Brief >> Your answer must be an exact copy of all the entries.

= Beginning of Section =

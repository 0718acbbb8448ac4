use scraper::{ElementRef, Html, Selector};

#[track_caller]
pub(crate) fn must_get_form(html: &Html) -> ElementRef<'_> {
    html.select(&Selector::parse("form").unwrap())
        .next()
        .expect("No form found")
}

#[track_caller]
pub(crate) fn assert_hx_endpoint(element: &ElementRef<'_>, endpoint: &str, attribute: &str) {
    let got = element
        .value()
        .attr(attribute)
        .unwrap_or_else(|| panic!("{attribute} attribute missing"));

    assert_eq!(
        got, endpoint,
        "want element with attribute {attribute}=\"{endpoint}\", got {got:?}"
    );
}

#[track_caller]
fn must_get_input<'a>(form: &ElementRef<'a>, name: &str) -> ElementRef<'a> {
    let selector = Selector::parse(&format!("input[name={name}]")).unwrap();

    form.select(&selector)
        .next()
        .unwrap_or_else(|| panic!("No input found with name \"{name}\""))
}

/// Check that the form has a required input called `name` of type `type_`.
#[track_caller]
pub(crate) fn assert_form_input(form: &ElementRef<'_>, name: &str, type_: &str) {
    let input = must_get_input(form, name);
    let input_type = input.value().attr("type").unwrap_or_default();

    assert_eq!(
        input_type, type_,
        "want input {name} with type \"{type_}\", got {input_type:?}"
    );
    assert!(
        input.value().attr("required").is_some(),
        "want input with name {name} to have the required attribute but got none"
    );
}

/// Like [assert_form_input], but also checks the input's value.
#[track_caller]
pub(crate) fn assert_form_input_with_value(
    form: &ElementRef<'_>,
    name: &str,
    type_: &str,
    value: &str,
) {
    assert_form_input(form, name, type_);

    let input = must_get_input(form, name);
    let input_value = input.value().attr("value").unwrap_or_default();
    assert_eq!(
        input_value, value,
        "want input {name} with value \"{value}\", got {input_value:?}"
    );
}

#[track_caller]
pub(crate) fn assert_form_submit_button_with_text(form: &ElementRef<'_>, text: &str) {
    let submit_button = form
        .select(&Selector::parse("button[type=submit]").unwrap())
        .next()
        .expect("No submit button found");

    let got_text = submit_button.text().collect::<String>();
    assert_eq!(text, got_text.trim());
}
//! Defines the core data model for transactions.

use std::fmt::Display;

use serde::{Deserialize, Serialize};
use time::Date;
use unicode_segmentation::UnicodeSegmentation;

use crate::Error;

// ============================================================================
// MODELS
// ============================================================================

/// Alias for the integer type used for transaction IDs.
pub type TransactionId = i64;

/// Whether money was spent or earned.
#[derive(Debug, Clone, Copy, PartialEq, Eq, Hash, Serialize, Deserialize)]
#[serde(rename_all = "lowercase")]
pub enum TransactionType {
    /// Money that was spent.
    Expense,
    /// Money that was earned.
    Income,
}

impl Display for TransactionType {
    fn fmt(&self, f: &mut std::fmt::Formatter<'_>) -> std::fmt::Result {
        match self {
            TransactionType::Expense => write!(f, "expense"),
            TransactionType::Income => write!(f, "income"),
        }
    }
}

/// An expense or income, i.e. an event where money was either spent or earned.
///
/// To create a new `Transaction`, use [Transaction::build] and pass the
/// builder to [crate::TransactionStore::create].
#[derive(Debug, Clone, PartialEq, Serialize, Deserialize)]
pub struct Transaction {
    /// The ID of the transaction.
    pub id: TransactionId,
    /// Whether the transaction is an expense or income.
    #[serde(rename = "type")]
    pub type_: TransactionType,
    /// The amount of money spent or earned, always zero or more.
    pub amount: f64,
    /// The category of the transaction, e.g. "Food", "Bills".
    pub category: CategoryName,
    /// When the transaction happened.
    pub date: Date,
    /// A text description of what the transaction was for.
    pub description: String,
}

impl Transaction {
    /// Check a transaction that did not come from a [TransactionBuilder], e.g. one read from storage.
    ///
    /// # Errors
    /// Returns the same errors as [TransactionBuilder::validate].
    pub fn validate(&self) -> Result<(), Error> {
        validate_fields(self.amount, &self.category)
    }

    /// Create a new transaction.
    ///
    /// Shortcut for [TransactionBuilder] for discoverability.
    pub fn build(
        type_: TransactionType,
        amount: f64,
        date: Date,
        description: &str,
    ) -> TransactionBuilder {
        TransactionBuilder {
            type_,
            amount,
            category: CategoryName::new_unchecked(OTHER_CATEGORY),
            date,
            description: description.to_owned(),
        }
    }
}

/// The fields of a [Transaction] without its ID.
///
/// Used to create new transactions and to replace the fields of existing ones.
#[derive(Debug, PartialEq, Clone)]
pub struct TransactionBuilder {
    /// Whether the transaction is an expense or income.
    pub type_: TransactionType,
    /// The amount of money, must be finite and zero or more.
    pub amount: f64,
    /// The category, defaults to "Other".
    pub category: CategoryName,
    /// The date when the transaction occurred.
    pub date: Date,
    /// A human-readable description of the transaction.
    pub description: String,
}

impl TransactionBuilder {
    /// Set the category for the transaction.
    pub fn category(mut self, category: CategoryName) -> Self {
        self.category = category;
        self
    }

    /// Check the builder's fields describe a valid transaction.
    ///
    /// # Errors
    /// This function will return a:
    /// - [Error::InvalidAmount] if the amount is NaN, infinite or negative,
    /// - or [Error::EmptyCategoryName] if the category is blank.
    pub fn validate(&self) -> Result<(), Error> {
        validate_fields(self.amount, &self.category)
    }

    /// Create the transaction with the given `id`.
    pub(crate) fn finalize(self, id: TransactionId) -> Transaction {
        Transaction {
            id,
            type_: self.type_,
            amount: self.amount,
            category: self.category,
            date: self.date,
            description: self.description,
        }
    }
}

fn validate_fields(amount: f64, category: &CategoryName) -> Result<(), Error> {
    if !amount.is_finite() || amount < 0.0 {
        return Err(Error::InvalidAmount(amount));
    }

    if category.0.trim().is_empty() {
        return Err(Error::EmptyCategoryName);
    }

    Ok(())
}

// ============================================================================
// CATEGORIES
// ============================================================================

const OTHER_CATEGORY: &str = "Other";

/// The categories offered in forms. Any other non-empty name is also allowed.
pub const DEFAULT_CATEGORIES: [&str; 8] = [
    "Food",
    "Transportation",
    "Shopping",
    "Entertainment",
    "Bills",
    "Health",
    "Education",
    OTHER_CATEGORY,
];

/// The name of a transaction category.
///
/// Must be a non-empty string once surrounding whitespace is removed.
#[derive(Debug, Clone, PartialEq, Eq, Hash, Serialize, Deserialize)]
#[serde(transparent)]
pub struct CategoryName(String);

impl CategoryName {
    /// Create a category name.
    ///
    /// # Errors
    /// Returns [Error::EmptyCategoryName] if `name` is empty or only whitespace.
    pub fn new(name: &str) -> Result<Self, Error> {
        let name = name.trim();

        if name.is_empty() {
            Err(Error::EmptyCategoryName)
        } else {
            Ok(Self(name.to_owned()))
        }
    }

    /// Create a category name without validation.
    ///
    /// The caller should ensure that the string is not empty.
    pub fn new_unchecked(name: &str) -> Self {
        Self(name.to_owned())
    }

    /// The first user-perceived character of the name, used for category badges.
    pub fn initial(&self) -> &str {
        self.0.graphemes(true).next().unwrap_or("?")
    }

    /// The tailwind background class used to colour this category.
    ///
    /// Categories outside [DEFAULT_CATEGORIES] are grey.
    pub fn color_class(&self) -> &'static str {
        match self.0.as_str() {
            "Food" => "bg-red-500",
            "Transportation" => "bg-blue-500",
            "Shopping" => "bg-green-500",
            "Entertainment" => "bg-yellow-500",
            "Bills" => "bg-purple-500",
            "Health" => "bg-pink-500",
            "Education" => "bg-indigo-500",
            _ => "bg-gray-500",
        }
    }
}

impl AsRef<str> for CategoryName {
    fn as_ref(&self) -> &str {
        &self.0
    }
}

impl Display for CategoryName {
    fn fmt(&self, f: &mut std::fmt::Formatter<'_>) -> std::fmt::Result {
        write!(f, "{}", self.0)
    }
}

= End of Section =

Response to this task >>
repository 0718acbbb8448ac4
use scraper::{ElementRef, Html, Selector};

#[track_caller]
pub(crate) fn must_get_form(html: &Html) -> ElementRef<'_> {
    html.select(&Selector::parse("form").unwrap())
        .next()
        .expect("No form found")
}

#[track_caller]
pub(crate) fn assert_hx_endpoint(element: &ElementRef<'_>, endpoint: &str, attribute: &str) {
    let got = element
        .value()
        .attr(attribute)
        .unwrap_or_else(|| panic!("{attribute} attribute missing"));

    assert_eq!(
        got, endpoint,
        "want element with attribute {attribute}=\"{endpoint}\", got {got:?}"
    );
}

#[track_caller]
fn must_get_input<'a>(form: &ElementRef<'a>, name: &str) -> ElementRef<'a> {
    let selector = Selector::parse(&format!("input[name={name}]")).unwrap();

    form.select(&selector)
        .next()
        .unwrap_or_else(|| panic!("No input found with name \"{name}\""))
}

/// Check that the form has a required input called `name` of type `type_`.
#[track_caller]
pub(crate) fn assert_form_input(form: &ElementRef<'_>, name: &str, type_: &str) {
    let input = must_get_input(form, name);
    let input_type = input.value().attr("type").unwrap_or_default();

    assert_eq!(
        input_type, type_,
        "want input {name} with type \"{type_}\", got {input_type:?}"
    );
    assert!(
        input.value().attr("required").is_some(),
        "want input with name {name} to have the required attribute but got none"
    );
}

/// Like [assert_form_input], but also checks the input's value.
#[track_caller]
pub(crate) fn assert_form_input_with_value(
    form: &ElementRef<'_>,
    name: &str,
    type_: &str,
    value: &str,
) {
    assert_form_input(form, name, type_);

    let input = must_get_input(form, name);
    let input_value = input.value().attr("value").unwrap_or_default();
    assert_eq!(
        input_value, value,
        "want input {name} with value \"{value}\", got {input_value:?}"
    );
}

#[track_caller]
pub(crate) fn assert_form_submit_button_with_text(form: &ElementRef<'_>, text: &str) {
    let submit_button = form
        .select(&Selector::parse("button[type=submit]").unwrap())
        .next()
        .expect("No submit button found");

    let got_text = submit_button.text().collect::<String>();
    assert_eq!(text, got_text.trim());
}
//! Defines the core data model for transactions.

use std::fmt::Display;

use serde::{Deserialize, Serialize};
use time::Date;
use unicode_segmentation::UnicodeSegmentation;

use crate::Error;

// ============================================================================
// MODELS
// ============================================================================

/// Alias for the integer type used for transaction IDs.
pub type TransactionId = i64;

/// Whether money was spent or earned.
#[derive(Debug, Clone, Copy, PartialEq, Eq, Hash, Serialize, Deserialize)]
#[serde(rename_all = "lowercase")]
pub enum TransactionType {
    /// Money that was spent.
    Expense,
    /// Money that was earned.
    Income,
}

impl Display for TransactionType {
    fn fmt(&self, f: &mut std::fmt::Formatter<'_>) -> std::fmt::Result {
        match self {
            TransactionType::Expense => write!(f, "expense"),
            TransactionType::Income => write!(f, "income"),
        }
    }
}

/// An expense or income, i.e. an event where money was either spent or earned.
///
/// To create a new `Transaction`, use [Transaction::build] and pass the
/// builder to [crate::TransactionStore::create].
#[derive(Debug, Clone, PartialEq, Serialize, Deserialize)]
pub struct Transaction {
    /// The ID of the transaction.
    pub id: TransactionId,
    /// Whether the transaction is an expense or income.
    #[serde(rename = "type")]
    pub type_: TransactionType,
    /// The amount of money spent or earned, always zero or more.
    pub amount: f64,
    /// The category of the transaction, e.g. "Food", "Bills".
    pub category: CategoryName,
    /// When the transaction happened.
    pub date: Date,
    /// A text description of what the transaction was for.
    pub description: String,
}

impl Transaction {
    /// Check a transaction that did not come from a [TransactionBuilder], e.g. one read from storage.
    ///
    /// # Errors
    /// Returns the same errors as [TransactionBuilder::validate].
    pub fn validate(&self) -> Result<(), Error> {
        validate_fields(self.amount, &self.category)
    }

    /// Create a new transaction.
    ///
    /// Shortcut for [TransactionBuilder] for discoverability.
    pub fn build(
        type_: TransactionType,
        amount: f64,
        date: Date,
        description: &str,
    ) -> TransactionBuilder {
        TransactionBuilder {
            type_,
            amount,
            category: CategoryName::new_unchecked(OTHER_CATEGORY),
            date,
            description: description.to_owned(),
        }
    }
}

/// The fields of a [Transaction] without its ID.
///
/// Used to create new transactions and to replace the fields of existing ones.
#[derive(Debug, PartialEq, Clone)]
pub struct TransactionBuilder {
    /// Whether the transaction is an expense or income.
    pub type_: TransactionType,
    /// The amount of money, must be finite and zero or more.
    pub amount: f64,
    /// The category, defaults to "Other".
    pub category: CategoryName,
    /// The date when the transaction occurred.
    pub date: Date,
    /// A human-readable description of the transaction.
    pub description: String,
}

impl TransactionBuilder {
    /// Set the category for the transaction.
    pub fn category(mut self, category: CategoryName) -> Self {
        self.category = category;
        self
    }

    /// Check the builder's fields describe a valid transaction.
    ///
    /// # Errors
    /// This function will return a:
    /// - [Error::InvalidAmount] if the amount is NaN, infinite or negative,
    /// - or [Error::EmptyCategoryName] if the category is blank.
    pub fn validate(&self) -> Result<(), Error> {
        validate_fields(self.amount, &self.category)
    }

    /// Create the transaction with the given `id`.
    pub(crate) fn finalize(self, id: TransactionId) -> Transaction {
        Transaction {
            id,
            type_: self.type_,
            amount: self.amount,
            category: self.category,
            date: self.date,
            description: self.description,
        }
    }
}

fn validate_fields(amount: f64, category: &CategoryName) -> Result<(), Error> {
    if !amount.is_finite() || amount < 0.0 {
        return Err(Error::InvalidAmount(amount));
    }

    if category.0.trim().is_empty() {
        return Err(Error::EmptyCategoryName);
    }

    Ok(())
}

// ============================================================================
// CATEGORIES
// ============================================================================

const OTHER_CATEGORY: &str = "Other";

/// The categories offered in forms. Any other non-empty name is also allowed.
pub const DEFAULT_CATEGORIES: [&str; 8] = [
    "Food",
    "Transportation",
    "Shopping",
    "Entertainment",
    "Bills",
    "Health",
    "Education",
    OTHER_CATEGORY,
];

/// The name of a transaction category.
///
/// Must be a non-empty string once surrounding whitespace is removed.
#[derive(Debug, Clone, PartialEq, Eq, Hash, Serialize, Deserialize)]
#[serde(transparent)]
pub struct CategoryName(String);

impl CategoryName {
    /// Create a category name.
    ///
    /// # Errors
    /// Returns [Error::EmptyCategoryName] if `name` is empty or only whitespace.
    pub fn new(name: &str) -> Result<Self, Error> {
        let name = name.trim();

        if name.is_empty() {
            Err(Error::EmptyCategoryName)
        } else {
            Ok(Self(name.to_owned()))
        }
    }

    /// Create a category name without validation.
    ///
    /// The caller should ensure that the string is not empty.
    pub fn new_unchecked(name: &str) -> Self {
        Self(name.to_owned())
    }

    /// The first user-perceived character of the name, used for category badges.
    pub fn initial(&self) -> &str {
        self.0.graphemes(true).next().unwrap_or("?")
    }

    /// The tailwind background class used to colour this category.
    ///
    /// Categories outside [DEFAULT_CATEGORIES] are grey.
    pub fn color_class(&self) -> &'static str {
        match self.0.as_str() {
            "Food" => "bg-red-500",
            "Transportation" => "bg-blue-500",
            "Shopping" => "bg-green-500",
            "Entertainment" => "bg-yellow-500",
            "Bills" => "bg-purple-500",
            "Health" => "bg-pink-500",
            "Education" => "bg-indigo-500",
            _ => "bg-gray-500",
        }
    }
}

impl AsRef<str> for CategoryName {
    fn as_ref(&self) -> &str {
        &self.0
    }
}

impl Display for CategoryName {
    fn fmt(&self, f: &mut std::fmt::Formatter<'_>) -> std::fmt::Result {
        write!(f, "{}", self.0)
    }
}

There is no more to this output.